Какой верой можно объяснить такое?
– Галочки проставить – повторил я, кладя ему руку на плечо и заставляя вернуть жопу на чурбачок – Ты проставь, где хочешь и мы продолжим разговор…
– А если я не хочу?
– Что не хочешь? – удивился я, глядя во вскинутые глаза старика.
– Галочки ставить… в поправках…
– Куда ты сука денешься – ласково улыбнулся я и прострелил ему раковину левого уха, не став приближать ствол слишком уж близко к его башке – Куда ты сука денешься…
Когда затихли вскрики – все до единого – и над холмом и лачугой повисла тишина, я, припечатав дергающегося старика ботинком, наступив ему прямо на остатки уха, с испугом уточнил:
– Мы щас не слишком устои вашей веры попираем? Не грешим ли, не ведая…
– Да мы до святости их позорно не дотягиваем, лид! – скривил горестно рожу орк и перерезал глотку одному из недобитков – Они вон чего творят со смаком… а мы?
Джоранн рванулась вперед.
– Вы убивали детей, твари!
От удара рыжей Теодор захрипел и на пару секунд отключился. А когда очухался, то обнаружил, что его оседлала настоящая красотка, коленями придавившая его руки к земле. А очнулся любитель грешных дел оттого, что в его порванные пулей яйца воткнулся нож, что тут же вынырнул и… пробороздил глубоко щеку от виска до подбородка. Это был первый штрих – примерочный. Затем Джоранн взялась за кромсание его лица всерьез. Я не мешал, продолжая придавливать голову элдера ботинком к хвое и с интересом наблюдая за настоящей Джоранн, чьи лицо было искажено яростью и наслаждением одновременно.

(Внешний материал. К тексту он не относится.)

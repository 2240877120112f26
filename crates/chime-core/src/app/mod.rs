//! Application layer: the scheduler built on top of the ports.
//!
//! - **SchedulerBuilder**: wiring + fail-fast validation
//! - **ReminderScheduler**: per-tick evaluation and the polling loop
//! - **DispatchState**: duplicate-suppression memory
//! - **SchedulerConfig / TickReport**: tunables and per-tick counters

pub mod builder;
pub mod config;
pub mod digest;
pub mod scheduler;
pub mod state;
pub mod status;

pub use self::builder::{BuildError, SchedulerBuilder};
pub use self::config::SchedulerConfig;
pub use self::digest::{DigestSummary, build_digest};
pub use self::scheduler::{
    DUE_SOON_TITLE, OVERDUE_TITLE, ReminderScheduler, SchedulerHandle,
};
pub use self::state::DispatchState;
pub use self::status::TickReport;
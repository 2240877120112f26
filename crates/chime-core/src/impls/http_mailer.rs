//! HttpMailer - outbound email over HTTP POST.
//!
//! Talks to a transactional-email endpoint: JSON body in, a
//! `{"success": bool}`-shaped JSON answer out. Failures map to `MailerError`
//! and are never retried here; the scheduler logs and moves on.

use async_trait::async_trait;
use serde::{Deserialize, Serialize};

use crate::ports::{DigestEmail, MailerError, ReminderEmail, ReminderMailer};

pub struct HttpMailer {
    client: reqwest::Client,
    reminder_url: String,
    digest_url: String,
}

#[derive(Debug, Deserialize)]
struct SendResponse {
    success: bool,
}

impl HttpMailer {
    pub fn new(reminder_url: impl Into<String>, digest_url: impl Into<String>) -> Self {
        Self {
            client: reqwest::Client::new(),
            reminder_url: reminder_url.into(),
            digest_url: digest_url.into(),
        }
    }

    /// Convenience constructor using the conventional endpoint paths.
    pub fn for_base_url(base: &str) -> Self {
        let base = base.trim_end_matches('/');
        Self::new(
            format!("{base}/api/send-reminder"),
            format!("{base}/api/send-daily-digest"),
        )
    }

    async fn post<B: Serialize>(&self, url: &str, body: &B) -> Result<(), MailerError> {
        let response = self
            .client
            .post(url)
            .json(body)
            .send()
            .await
            .map_err(|err| MailerError::Transport(err.to_string()))?;

        let status = response.status();
        if !status.is_success() {
            return Err(MailerError::Status(status.as_u16()));
        }

        let parsed: SendResponse = response
            .json()
            .await
            .map_err(|err| MailerError::Transport(err.to_string()))?;
        if !parsed.success {
            return Err(MailerError::Rejected);
        }
        Ok(())
    }
}

#[async_trait]
impl ReminderMailer for HttpMailer {
    async fn send_reminder(&self, req: &ReminderEmail) -> Result<(), MailerError> {
        self.post(&self.reminder_url, req).await
    }

    async fn send_digest(&self, req: &DigestEmail) -> Result<(), MailerError> {
        self.post(&self.digest_url, req).await
    }
}

#[cfg(test)]
mod tests {
    use super::*;

    #[test]
    fn base_url_expands_to_the_conventional_endpoints() {
        let mailer = HttpMailer::for_base_url("https://todos.example.com/");
        assert_eq!(
            mailer.reminder_url,
            "https://todos.example.com/api/send-reminder"
        );
        assert_eq!(
            mailer.digest_url,
            "https://todos.example.com/api/send-daily-digest"
        );
    }
}
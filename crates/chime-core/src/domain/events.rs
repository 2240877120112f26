//! Domain events emitted by the scheduler.
//!
//! Hosts and tests observe reminder firings through these instead of
//! scraping logs. Delivery is through the `EventSink` port.

use chrono::{DateTime, NaiveDate, Utc};
use serde::{Deserialize, Serialize};

use super::ids::TaskId;

#[derive(Debug, Clone, PartialEq, Eq, Serialize, Deserialize)]
#[serde(tag = "kind", rename_all = "snake_case")]
pub enum ReminderEvent {
    /// A task entered the due-soon window and its reminder fired.
    DueSoonFired {
        task_id: TaskId,
        title: String,
        due_date: DateTime<Utc>,
    },
    /// The batched overdue notification fired.
    OverdueSummarized { count: usize, titles: Vec<String> },
    /// The once-per-day digest email was dispatched.
    DigestSent {
        date: NaiveDate,
        overdue: usize,
        today: usize,
        tomorrow: usize,
    },
}
//! Scheduler tunables.

use std::time::Duration;

use chrono::{DateTime, NaiveDateTime, Utc};

/// Tunables for one scheduler instance.
///
/// `default_v1()` carries the recommended values: a 5-minute poll, a 1-hour
/// due-soon window, a 3-title overdue summary, and a 09:00 digest.
#[derive(Debug, Clone)]
pub struct SchedulerConfig {
    /// How often the task list is re-scanned.
    pub poll_interval: Duration,

    /// Lookahead for the single-task reminder, `(now, now + window]`.
    pub due_soon_window: chrono::Duration,

    /// Max task titles named in the batched overdue notification.
    pub overdue_summary_limit: usize,

    /// Local hour (0-23) at or after which the daily digest may fire.
    pub digest_hour: u32,

    /// Offset applied to UTC to derive the local calendar day.
    pub utc_offset_minutes: i32,

    pub enable_overdue_summary: bool,
    pub enable_daily_digest: bool,
}

impl SchedulerConfig {
    pub fn default_v1() -> Self {
        Self {
            poll_interval: Duration::from_secs(5 * 60),
            due_soon_window: chrono::Duration::hours(1),
            overdue_summary_limit: 3,
            digest_hour: 9,
            utc_offset_minutes: 0,
            enable_overdue_summary: true,
            enable_daily_digest: true,
        }
    }

    /// Current local wall time, naive: UTC shifted by the configured offset.
    pub fn local_now(&self, now: DateTime<Utc>) -> NaiveDateTime {
        (now + chrono::Duration::minutes(i64::from(self.utc_offset_minutes))).naive_utc()
    }
}

impl Default for SchedulerConfig {
    fn default() -> Self {
        Self::default_v1()
    }
}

– Я скажу все и сделаю все что надо… – голос элдера прозвучал из-под подошвы моего ботинка с отстраненностью какого-то божества. Голос стал безразличным. Голос стал уверенным. Старик сделал выбор.
– Только убейте быстро… не так…
– Тебя бы дубиной трахнуть перед смертью – прошипел я с нескрываемой ненавистью – А потом эту же дубину забить в глотку! Но ты ведь достопочтимый элдер добрых пацифистов аммнушитов… разве есть на тебе грех? Ну убили вы стадо молодежи… перед смертью поистязав и трахнув их… но разве ж это грех?
– Грех! Великий грех! Но!
– Тут сука есть еще какое-то «но»? – злобно выкрикнула Джоранн, вонзая и вонзая лезвие в остатки лица хрипящего Теодора.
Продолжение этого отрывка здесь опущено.